The Caronia case involved misdemeanor charges against an individual salesperson, rather than the organization behind him, Keneally noted. That company, Orphan Medical (now Jazz Pharmaceutical), had separately settled the charges against the employee by the time the Caronia case was closed. But corporations may be treated as individuals under law, meaning that Stryker and other pain pump makers "can use Caronia now in their arguments to try to dismiss the case," Keneally said.
Although judges are not "duty-bound" to follow the Caronia ruling as precedent, it’s likely that all parties are aware of its implications, he noted. Because it was handed down by an appellate court, it "carries pretty heavy weight," Keneally told us.

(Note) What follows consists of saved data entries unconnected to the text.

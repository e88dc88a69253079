use egui::{Id, Rect, Response, Sense};
use reelmark_state::time::format_clock;
use reelmark_state::timeline::IntervalBar;

/// Registers a click target for one bar. The id is derived from the entry and
/// the bar's position in the model so it survives repaints unchanged.
pub fn bar_response(ui: &egui::Ui, rect: Rect, entry_index: usize, bar_index: usize) -> Response {
    ui.interact(
        rect,
        Id::new(("interval_bar", entry_index, bar_index)),
        Sense::click(),
    )
}

pub fn hover_text(bar: &IntervalBar) -> String {
    if bar.is_placeholder() {
        return format!("No {} events in this recording", bar.level.label().to_lowercase());
    }
    let mut text = format!(
        "Event {}  {} - {}\n{}",
        bar.id(),
        format_clock(bar.start),
        format_clock(bar.end),
        bar.level.label(),
    );
    if !bar.keywords.is_empty() {
        text.push_str(": ");
        text.push_str(&bar.keywords);
    }
    text
}

#[cfg(test)]
mod tests {
    use reelmark_state::event::EventId;
    use reelmark_state::level::Level;
    use reelmark_state::timeline::InteractionPayload;

    use super::*;

    fn bar(id: i32, keywords: &str) -> IntervalBar {
        IntervalBar {
            payload: InteractionPayload {
                id: EventId(id),
                level: Level::High,
                preview_seconds: None,
            },
            level: Level::High,
            start: 450,
            end: 683,
            color: Level::High.color(),
            keywords: keywords.to_string(),
        }
    }

    #[test]
    fn hover_text_describes_the_event() {
        assert_eq!(hover_text(&bar(0, "gunfight")), "Event #0  7:30 - 11:23\nHigh: gunfight");
        assert_eq!(hover_text(&bar(2, "")), "Event #2  7:30 - 11:23\nHigh");
        assert_eq!(hover_text(&bar(-1, "")), "No high events in this recording");
    }
}
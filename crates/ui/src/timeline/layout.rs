use egui::{pos2, vec2, Rect};
use reelmark_state::timeline::{IntervalBar, RenderModel};

pub const ROW_HEIGHT: f32 = 44.0;
pub const ROW_GAP: f32 = 2.0;
pub const ROW_HEADER_WIDTH: f32 = 70.0;
pub const RULER_HEIGHT: f32 = 24.0;
pub const MIN_BAR_WIDTH: f32 = 4.0;
pub const MIN_TICK_SPACING_PX: f32 = 70.0;

const TICK_STEPS: &[u32] = &[1, 5, 10, 15, 30, 60, 120, 300, 600, 900, 1800, 3600];

#[derive(Debug, Clone, Copy)]
pub struct TimelineGeometry {
    pub content_left: f32,
    pub content_width: f32,
    pub rows_top: f32,
    pub duration: u32,
}

impl TimelineGeometry {
    pub fn pixels_per_second(&self) -> f32 {
        self.content_width.max(0.0) / self.duration.max(1) as f32
    }

    pub fn time_to_x(&self, seconds: u32) -> f32 {
        self.content_left + seconds.min(self.duration) as f32 * self.pixels_per_second()
    }

    pub fn row_rect(&self, row: usize) -> Rect {
        let y = self.rows_top + row as f32 * (ROW_HEIGHT + ROW_GAP);
        Rect::from_min_size(pos2(self.content_left, y), vec2(self.content_width, ROW_HEIGHT))
    }

    pub fn rows_bottom(&self, rows: usize) -> f32 {
        self.rows_top + rows as f32 * (ROW_HEIGHT + ROW_GAP)
    }

    /// Screen rect for a bar, widened to stay clickable and pinned inside the
    /// content area. `None` for bars that start past the end of the domain.
    pub fn bar_rect(&self, model: &RenderModel, bar: &IntervalBar) -> Option<Rect> {
        let (start, end) = model.visible_span(bar)?;
        let row = self.row_rect(model.row_of(bar.level)).shrink2(vec2(0.0, 4.0));
        let right_edge = self.content_left + self.content_width;

        let mut x0 = self.time_to_x(start);
        let mut x1 = self.time_to_x(end).max(x0 + MIN_BAR_WIDTH);
        if x1 > right_edge {
            x1 = right_edge;
            x0 = x0.min(x1 - MIN_BAR_WIDTH);
        }
        Some(Rect::from_x_y_ranges(x0..=x1, row.y_range()))
    }
}

/// Smallest step whose ticks sit at least `MIN_TICK_SPACING_PX` apart.
pub fn tick_step(geometry: &TimelineGeometry) -> u32 {
    let pps = geometry.pixels_per_second();
    TICK_STEPS
        .iter()
        .copied()
        .find(|step| *step as f32 * pps >= MIN_TICK_SPACING_PX)
        .unwrap_or(3600)
}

Neither the pain pump lawsuit nor Caronia are likely to be the last word on off-label marketing. The debate will probably make its way to the U.S. Supreme Court, where the justices will have to settle differences between 2 very strong sides, Keneally told us.
On the 1 hand, FDA rules against off-label marketing are "logically anomalous," given that physicians can prescribe federally approved devices and drugs for off-label purposes based on their medical expertise, he explained. And doctors are also free to disseminate information about and tout off-label practices freely. Device and drug makers, however, are explicitly forbidden from promoting their products in any context other than what has been specifically cleared through federal health regulators, even if doctors have generally agreed on a different use.
On the other hand, it’s no less anomalous "to have a regulatory structure that says you have to prove it’s safe and effective, and you have to show us the purpose for which it’s intended so we can determine whether it’s safe and effective, but once you do that the barn door’s completely open and you can claim whatever the heck you want," Keneally said.
"Those are 2 very, very solid sets of arguments that are butting heads against 1 another," he added. "And they certainly apply to entities as much as individuals, because it’s clearly a commercial free speech issue, and as we know from Citizens United, entities are people too.
"This is the type of thing that will ultimately reach the Supreme Court," Keneally said. "I think we’ll have to wait until that day."
The ongoing battle
The qui tam lawsuit isn’t the only battle pain pump makers are facing.
Earlier this month I-Flow lost a bid for summary judgment in a patient injury lawsuit associated with its On-Q Painbuster continuous infusion drug pump. Plaintiff Gilbert Placencia accused I-Flow and former Orthofix subsidiary Breg Inc. of developing pain pumps that delivered "dangerous doses" of anesthetic medication to his shoulder, leading to cartilage loss and pain.
Breg in 2011 managed to land a win in the 1st of a series of pain pump lawsuits after a jury deemed Breg blameless of charges that it manufactured and sold a pump found to be defective and unreasonably dangerous.